21年トラック事故、全体の3割以上占める軽貨物車の対策急務

 トラック業界で軽貨物自動車の事故が顕在化している。2021年は4616件発生し、トラック事故全体の32・9%を占めた。軽貨物がトラック事故増加の原因となっており、早急な対策が必要になりそうだ。
 国交省が警察庁の交通統計を分析したところ、21年のトラックの交通事故は前年比3・9%増の1万4031件。乗り合いバスや貸し切りバス、タクシーの事故が減少する中、トラックだけが前年を上回った。
 軽貨物自動車がトラック全体の事故件数を押し上げた。この数年、軽貨物の事故は3000件台後半で推移し、20年に4000件台を超えていた。21年は「軽貨物の事故が増加したのに対し、それ以外は減少傾向にあった」と国交省。原因として、同省は新型コロナウイルス感染拡大によるEC需要の急増が影響しているのではないかと分析している。

飲酒運転も目標達成未達に

 軽貨物自動車の事故累計を見ると、大半は「他車との事故」で、21年は全体の88・0%を占めた。「人との事故」も増加基調にあり、20年までは400件台で推移していたのに対し、21は500件を超えた。類型別の事故件数の内訳は「追突」が最多の1357件。「出会い頭衝突」が1295件、「すれ違い・左折・右折時衝突」が668件と続いた。

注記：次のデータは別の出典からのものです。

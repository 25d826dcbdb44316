//! # Localized Content
//!
//! Every human-readable field in the content model is stored as a
//! primary-language value plus an optional secondary-language override.
//! [`Localized`] wraps such a pair so the fallback rule lives in one place
//! instead of being repeated at every call site.
//!
//! Resolution never fails: a missing or empty secondary value always falls
//! back to the primary value.

use serde::{Deserialize, Serialize};

/// The language a caller wants content resolved for.
#[derive(Debug, Clone, Copy, PartialEq, Eq, Serialize, Deserialize)]
#[serde(rename_all = "lowercase")]
pub enum Language {
    /// The language content is authored in.
    Primary,
    /// The optional translation language.
    Secondary,
}

/// A value stored in the primary language with an optional secondary-language
/// override.
#[derive(Debug, Clone, PartialEq, Serialize, Deserialize)]
pub struct Localized<T> {
    pub primary: T,
    #[serde(default, skip_serializing_if = "Option::is_none")]
    pub secondary: Option<T>,
}

impl<T> Localized<T> {
    /// Create a value with no translation.
    pub fn new(primary: T) -> Self {
        Self {
            primary,
            secondary: None,
        }
    }

    /// Create a value with both language variants.
    pub fn with_secondary(primary: T, secondary: T) -> Self {
        Self {
            primary,
            secondary: Some(secondary),
        }
    }
}

impl<T: Default> Default for Localized<T> {
    fn default() -> Self {
        Self::new(T::default())
    }
}

impl Localized<String> {
    /// Resolve the string for the active language.
    ///
    /// The secondary value wins only when the active language is
    /// [`Language::Secondary`] and the value is present and non-empty;
    /// everything else falls back to the primary value.
    pub fn resolve(&self, lang: Language) -> &str {
        match (lang, &self.secondary) {
            (Language::Secondary, Some(s)) if !s.is_empty() => s,
            _ => &self.primary,
        }
    }
}

impl Localized<Vec<String>> {
    /// Resolve the whole array for the active language.
    ///
    /// Arrays are replaced wholesale: a present secondary array fully
    /// replaces the primary one when the active language is secondary, even
    /// if it is shorter. There is no per-index fallback.
    pub fn resolve(&self, lang: Language) -> &[String] {
        match (lang, &self.secondary) {
            (Language::Secondary, Some(s)) => s,
            _ => &self.primary,
        }
    }

    /// Resolve a single item, with out-of-range indices yielding `""`.
    pub fn item(&self, index: usize, lang: Language) -> &str {
        self.resolve(lang)
            .get(index)
            .map(String::as_str)
            .unwrap_or("")
    }
}

impl From<&str> for Localized<String> {
    fn from(primary: &str) -> Self {
        Self::new(primary.to_string())
    }
}

impl From<String> for Localized<String> {
    fn from(primary: String) -> Self {
        Self::new(primary)
    }
}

 一方、トラック業界では飲酒運転事故も高止まりしており、21年は前年比11・1%減の32件が発生。21~25年度が計画期間の事業用自動車総合安全プランでは、飲酒運転ゼロを掲げているが、初年度は目標を達成できなかった。他モードでは、タクシーが3件、乗り合いと貸し切りバスがゼロだった。

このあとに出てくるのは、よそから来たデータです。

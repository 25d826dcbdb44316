/// Link syntax `[text](url)` with owned delimiter constants.
///
/// Neither delimiter pair may nest: the text part may not contain `[` or
/// `]`, the url part may not contain `(` or `)`.
pub struct LinkSyntax;

impl LinkSyntax {
    pub const OPEN_TEXT: u8 = b'[';
    pub const CLOSE_TEXT: u8 = b']';
    pub const OPEN_URL: u8 = b'(';
    pub const CLOSE_URL: u8 = b')';
}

 飲酒運転根絶に向け、国交省は特にアルコール依存症対策を強化する考えで、企業がドライバーの指導・監督で使うマニュアルの内容改定や、優良事例の横展開などを進めていく。9月30日開催の安全プランをフォローアップする有識者検討委員会では、全日本トラック協会も飲酒運転で独自の対策を報告した。